Problem description -
Filter the material below down to the lines with the word "true" and give those lines.

Data supplied -

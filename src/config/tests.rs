use super::*;

#[test]
fn cli_overrides_take_highest_precedence() {
    let mut raw = RawSettings::default();
    raw.server.port = Some(4000);
    raw.logging.level = Some("info".to_string());

    let overrides = ServeOverrides {
        server_port: Some(4321),
        log_level: Some("debug".to_string()),
        ..Default::default()
    };

    raw.apply_serve_overrides(&overrides);
    let settings = Settings::from_raw(raw).expect("valid settings");

    assert_eq!(settings.server.addr.port(), 4321);
    assert_eq!(settings.logging.level, LevelFilter::DEBUG);
}

#[test]
fn defaults_match_documented_values() {
    let settings = Settings::from_raw(RawSettings::default()).expect("valid settings");

    assert_eq!(settings.server.addr.port(), DEFAULT_PORT);
    assert_eq!(settings.cache.capacity, 2048);
    assert_eq!(settings.files.cache_control, "private, max-age=86400");
    assert_eq!(settings.files.cache_seconds, 86_400);
    assert_eq!(settings.site.theme, "default");
    assert_eq!(settings.auth.user_header, "x-forwarded-email");
    assert_eq!(settings.auth.admin_header, "x-forwarded-admin");
    assert_eq!(
        settings.uploads.max_request_bytes.get(),
        DEFAULT_UPLOAD_REQUEST_LIMIT_BYTES
    );
    assert!(settings.site.analytics_id.is_none());
}

#[test]
fn uploads_limit_can_be_overridden_via_cli() {
    let mut raw = RawSettings::default();
    let overrides = ServeOverrides {
        uploads_max_request_bytes: Some(1_572_864),
        ..Default::default()
    };

    raw.apply_serve_overrides(&overrides);
    let settings = Settings::from_raw(raw).expect("valid settings");
    assert_eq!(settings.uploads.max_request_bytes.get(), 1_572_864);
}

#[test]
fn cli_json_logging_enforces_format() {
    let mut raw = RawSettings::default();
    let overrides = ServeOverrides {
        log_json: Some(true),
        ..Default::default()
    };

    raw.apply_serve_overrides(&overrides);
    let settings = Settings::from_raw(raw).expect("valid settings");

    assert!(matches!(settings.logging.format, LogFormat::Json));
}

#[test]
fn zero_cache_capacity_is_rejected() {
    let mut raw = RawSettings::default();
    raw.cache.capacity = Some(0);

    let err = Settings::from_raw(raw).expect_err("zero capacity");
    assert!(matches!(
        err,
        LoadError::Invalid {
            key: "cache.capacity",
            ..
        }
    ));
}

#[test]
fn identity_headers_are_lowercased_and_validated() {
    let mut raw = RawSettings::default();
    raw.auth.user_header = Some("X-Auth-Email".to_string());
    let settings = Settings::from_raw(raw).expect("valid settings");
    assert_eq!(settings.auth.user_header, "x-auth-email");

    let mut raw = RawSettings::default();
    raw.auth.admin_header = Some("bad header".to_string());
    let err = Settings::from_raw(raw).expect_err("invalid header");
    assert!(matches!(
        err,
        LoadError::Invalid {
            key: "auth.admin_header",
            ..
        }
    ));
}

#[test]
fn blank_analytics_id_is_treated_as_absent() {
    let mut raw = RawSettings::default();
    raw.site.analytics_id = Some("   ".to_string());
    raw.site.title = Some("Team Wiki".to_string());

    let settings = Settings::from_raw(raw).expect("valid settings");
    assert!(settings.site.analytics_id.is_none());
    assert_eq!(settings.site.title, "Team Wiki");
}

#[test]
fn default_to_serve_command() {
    let args = CliArgs::parse_from(["sitecreator"]);
    let command = args
        .command
        .unwrap_or(Command::Serve(Box::<ServeArgs>::default()));
    assert!(matches!(command, Command::Serve(_)));
}

#[test]
fn parse_init_arguments() {
    let args = CliArgs::parse_from([
        "sitecreator",
        "init",
        "--database-url",
        "postgres://example",
    ]);

    match args.command.expect("init command") {
        Command::Init(init) => {
            assert_eq!(
                init.database.database_url.as_deref(),
                Some("postgres://example")
            );
        }
        _ => panic!("wrong command parsed"),
    }
}

#[test]
fn parse_export_users_arguments() {
    let args = CliArgs::parse_from(["sitecreator", "export-users", "/tmp/users.csv"]);

    match args.command.expect("export-users command") {
        Command::ExportUsers(export) => {
            assert!(export.database.database_url.is_none());
            assert_eq!(export.file, std::path::Path::new("/tmp/users.csv"));
        }
        _ => panic!("wrong command parsed"),
    }
}

#[test]
fn parse_import_users_arguments() {
    let args = CliArgs::parse_from([
        "sitecreator",
        "import-users",
        "--complete",
        "--database-url",
        "postgres://example",
        "/tmp/users.csv",
    ]);

    match args.command.expect("import-users command") {
        Command::ImportUsers(import) => {
            assert!(import.complete);
            assert_eq!(
                import.database.database_url.as_deref(),
                Some("postgres://example")
            );
            assert_eq!(import.file, std::path::Path::new("/tmp/users.csv"));
        }
        _ => panic!("wrong command parsed"),
    }
}

#[test]
fn serve_overrides_parse_from_cli() {
    let args = CliArgs::parse_from([
        "sitecreator",
        "serve",
        "--server-port",
        "8080",
        "--cache-capacity",
        "64",
        "--log-json",
        "true",
    ]);

    let Some(Command::Serve(serve)) = args.command else {
        panic!("serve command expected");
    };
    assert_eq!(serve.overrides.server_port, Some(8080));
    assert_eq!(serve.overrides.cache_capacity, Some(64));
    assert_eq!(serve.overrides.log_json, Some(true));
}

Response to this task -
        log_json: Some(true),
        "true",
    assert_eq!(serve.overrides.log_json, Some(true));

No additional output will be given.